*Dataset entries*.

---------------

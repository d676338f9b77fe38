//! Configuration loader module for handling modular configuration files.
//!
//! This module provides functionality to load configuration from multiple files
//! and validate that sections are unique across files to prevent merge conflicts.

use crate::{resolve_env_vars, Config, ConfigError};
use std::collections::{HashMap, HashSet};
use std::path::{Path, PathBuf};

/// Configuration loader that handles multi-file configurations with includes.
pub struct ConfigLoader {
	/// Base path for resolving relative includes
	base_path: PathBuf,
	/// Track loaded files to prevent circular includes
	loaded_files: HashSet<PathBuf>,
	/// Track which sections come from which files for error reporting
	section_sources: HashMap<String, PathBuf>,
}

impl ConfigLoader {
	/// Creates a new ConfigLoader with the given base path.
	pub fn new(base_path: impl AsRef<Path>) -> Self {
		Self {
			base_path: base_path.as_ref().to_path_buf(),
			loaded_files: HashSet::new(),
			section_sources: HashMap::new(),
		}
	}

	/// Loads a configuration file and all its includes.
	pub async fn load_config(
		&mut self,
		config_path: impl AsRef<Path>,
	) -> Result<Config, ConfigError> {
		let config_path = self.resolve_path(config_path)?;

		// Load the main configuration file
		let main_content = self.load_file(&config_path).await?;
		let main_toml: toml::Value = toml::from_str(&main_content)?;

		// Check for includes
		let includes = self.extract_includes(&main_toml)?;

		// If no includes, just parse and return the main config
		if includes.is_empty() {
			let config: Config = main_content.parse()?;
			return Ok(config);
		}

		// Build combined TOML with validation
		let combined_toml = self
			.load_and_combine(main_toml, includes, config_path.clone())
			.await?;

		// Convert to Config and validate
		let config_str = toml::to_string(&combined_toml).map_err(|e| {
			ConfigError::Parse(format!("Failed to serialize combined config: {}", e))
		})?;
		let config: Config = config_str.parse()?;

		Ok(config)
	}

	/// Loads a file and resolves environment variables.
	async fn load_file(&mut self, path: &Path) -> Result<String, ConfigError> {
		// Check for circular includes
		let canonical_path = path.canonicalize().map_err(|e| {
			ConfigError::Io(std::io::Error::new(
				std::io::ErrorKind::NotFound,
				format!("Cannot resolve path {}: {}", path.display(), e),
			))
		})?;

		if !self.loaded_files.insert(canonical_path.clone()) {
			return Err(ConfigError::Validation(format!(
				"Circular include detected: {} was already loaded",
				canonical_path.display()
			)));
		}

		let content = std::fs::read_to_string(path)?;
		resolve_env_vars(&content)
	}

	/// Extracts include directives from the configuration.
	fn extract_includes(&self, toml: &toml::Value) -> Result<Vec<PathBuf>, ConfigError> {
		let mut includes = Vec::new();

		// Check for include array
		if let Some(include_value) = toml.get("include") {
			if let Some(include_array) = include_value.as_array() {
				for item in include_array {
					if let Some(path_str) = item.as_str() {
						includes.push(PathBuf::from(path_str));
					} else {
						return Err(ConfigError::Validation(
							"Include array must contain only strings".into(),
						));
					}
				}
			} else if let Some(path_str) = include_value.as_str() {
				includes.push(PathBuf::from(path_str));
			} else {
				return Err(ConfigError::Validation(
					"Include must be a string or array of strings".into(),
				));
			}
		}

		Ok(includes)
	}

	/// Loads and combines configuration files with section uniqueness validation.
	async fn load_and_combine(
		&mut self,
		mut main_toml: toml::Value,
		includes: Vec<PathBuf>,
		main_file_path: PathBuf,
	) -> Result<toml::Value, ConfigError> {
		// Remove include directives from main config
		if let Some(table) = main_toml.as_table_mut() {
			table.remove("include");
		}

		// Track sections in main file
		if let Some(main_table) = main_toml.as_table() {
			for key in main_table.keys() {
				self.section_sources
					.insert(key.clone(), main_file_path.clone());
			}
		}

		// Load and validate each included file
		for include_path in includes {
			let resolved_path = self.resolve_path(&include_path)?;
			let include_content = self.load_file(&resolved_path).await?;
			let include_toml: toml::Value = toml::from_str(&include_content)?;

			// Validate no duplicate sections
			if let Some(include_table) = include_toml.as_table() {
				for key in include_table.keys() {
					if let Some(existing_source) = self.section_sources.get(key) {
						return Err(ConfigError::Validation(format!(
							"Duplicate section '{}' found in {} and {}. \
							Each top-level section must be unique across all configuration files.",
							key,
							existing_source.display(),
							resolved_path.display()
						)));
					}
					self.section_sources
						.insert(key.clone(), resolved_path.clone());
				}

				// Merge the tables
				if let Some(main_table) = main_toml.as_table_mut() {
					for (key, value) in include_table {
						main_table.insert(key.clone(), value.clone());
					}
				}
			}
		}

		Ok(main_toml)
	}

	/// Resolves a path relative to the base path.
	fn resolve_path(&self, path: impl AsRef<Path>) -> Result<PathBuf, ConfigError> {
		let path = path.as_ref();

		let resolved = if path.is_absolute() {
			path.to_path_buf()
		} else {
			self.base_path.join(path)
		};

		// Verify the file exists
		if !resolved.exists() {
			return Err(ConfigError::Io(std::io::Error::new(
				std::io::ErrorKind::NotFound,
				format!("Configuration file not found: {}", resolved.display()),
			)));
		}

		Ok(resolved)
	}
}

---------------

*What you have to do*. Each record is to be reproduced exactly as it appears.

*Reply to the task*.
repository d676338f9b77fe38
//! Configuration loader module for handling modular configuration files.
//!
//! This module provides functionality to load configuration from multiple files
//! and validate that sections are unique across files to prevent merge conflicts.

use crate::{resolve_env_vars, Config, ConfigError};
use std::collections::{HashMap, HashSet};
use std::path::{Path, PathBuf};

/// Configuration loader that handles multi-file configurations with includes.
pub struct ConfigLoader {
	/// Base path for resolving relative includes
	base_path: PathBuf,
	/// Track loaded files to prevent circular includes
	loaded_files: HashSet<PathBuf>,
	/// Track which sections come from which files for error reporting
	section_sources: HashMap<String, PathBuf>,
}

impl ConfigLoader {
	/// Creates a new ConfigLoader with the given base path.
	pub fn new(base_path: impl AsRef<Path>) -> Self {
		Self {
			base_path: base_path.as_ref().to_path_buf(),
			loaded_files: HashSet::new(),
			section_sources: HashMap::new(),
		}
	}

	/// Loads a configuration file and all its includes.
	pub async fn load_config(
		&mut self,
		config_path: impl AsRef<Path>,
	) -> Result<Config, ConfigError> {
		let config_path = self.resolve_path(config_path)?;

		// Load the main configuration file
		let main_content = self.load_file(&config_path).await?;
		let main_toml: toml::Value = toml::from_str(&main_content)?;

		// Check for includes
		let includes = self.extract_includes(&main_toml)?;

		// If no includes, just parse and return the main config
		if includes.is_empty() {
			let config: Config = main_content.parse()?;
			return Ok(config);
		}

		// Build combined TOML with validation
		let combined_toml = self
			.load_and_combine(main_toml, includes, config_path.clone())
			.await?;

		// Convert to Config and validate
		let config_str = toml::to_string(&combined_toml).map_err(|e| {
			ConfigError::Parse(format!("Failed to serialize combined config: {}", e))
		})?;
		let config: Config = config_str.parse()?;

		Ok(config)
	}

	/// Loads a file and resolves environment variables.
	async fn load_file(&mut self, path: &Path) -> Result<String, ConfigError> {
		// Check for circular includes
		let canonical_path = path.canonicalize().map_err(|e| {
			ConfigError::Io(std::io::Error::new(
				std::io::ErrorKind::NotFound,
				format!("Cannot resolve path {}: {}", path.display(), e),
			))
		})?;

		if !self.loaded_files.insert(canonical_path.clone()) {
			return Err(ConfigError::Validation(format!(
				"Circular include detected: {} was already loaded",
				canonical_path.display()
			)));
		}

		let content = std::fs::read_to_string(path)?;
		resolve_env_vars(&content)
	}

	/// Extracts include directives from the configuration.
	fn extract_includes(&self, toml: &toml::Value) -> Result<Vec<PathBuf>, ConfigError> {
		let mut includes = Vec::new();

		// Check for include array
		if let Some(include_value) = toml.get("include") {
			if let Some(include_array) = include_value.as_array() {
				for item in include_array {
					if let Some(path_str) = item.as_str() {
						includes.push(PathBuf::from(path_str));
					} else {
						return Err(ConfigError::Validation(
							"Include array must contain only strings".into(),
						));
					}
				}
			} else if let Some(path_str) = include_value.as_str() {
				includes.push(PathBuf::from(path_str));
			} else {
				return Err(ConfigError::Validation(
					"Include must be a string or array of strings".into(),
				));
			}
		}

		Ok(includes)
	}

	/// Loads and combines configuration files with section uniqueness validation.
	async fn load_and_combine(
		&mut self,
		mut main_toml: toml::Value,
		includes: Vec<PathBuf>,
		main_file_path: PathBuf,
	) -> Result<toml::Value, ConfigError> {
		// Remove include directives from main config
		if let Some(table) = main_toml.as_table_mut() {
			table.remove("include");
		}

		// Track sections in main file
		if let Some(main_table) = main_toml.as_table() {
			for key in main_table.keys() {
				self.section_sources
					.insert(key.clone(), main_file_path.clone());
			}
		}

		// Load and validate each included file
		for include_path in includes {
			let resolved_path = self.resolve_path(&include_path)?;
			let include_content = self.load_file(&resolved_path).await?;
			let include_toml: toml::Value = toml::from_str(&include_content)?;

			// Validate no duplicate sections
			if let Some(include_table) = include_toml.as_table() {
				for key in include_table.keys() {
					if let Some(existing_source) = self.section_sources.get(key) {
						return Err(ConfigError::Validation(format!(
							"Duplicate section '{}' found in {} and {}. \
							Each top-level section must be unique across all configuration files.",
							key,
							existing_source.display(),
							resolved_path.display()
						)));
					}
					self.section_sources
						.insert(key.clone(), resolved_path.clone());
				}

				// Merge the tables
				if let Some(main_table) = main_toml.as_table_mut() {
					for (key, value) in include_table {
						main_table.insert(key.clone(), value.clone());
					}
				}
			}
		}

		Ok(main_toml)
	}

	/// Resolves a path relative to the base path.
	fn resolve_path(&self, path: impl AsRef<Path>) -> Result<PathBuf, ConfigError> {
		let path = path.as_ref();

		let resolved = if path.is_absolute() {
			path.to_path_buf()
		} else {
			self.base_path.join(path)
		};

		// Verify the file exists
		if !resolved.exists() {
			return Err(ConfigError::Io(std::io::Error::new(
				std::io::ErrorKind::NotFound,
				format!("Configuration file not found: {}", resolved.display()),
			)));
		}

		Ok(resolved)
	}
}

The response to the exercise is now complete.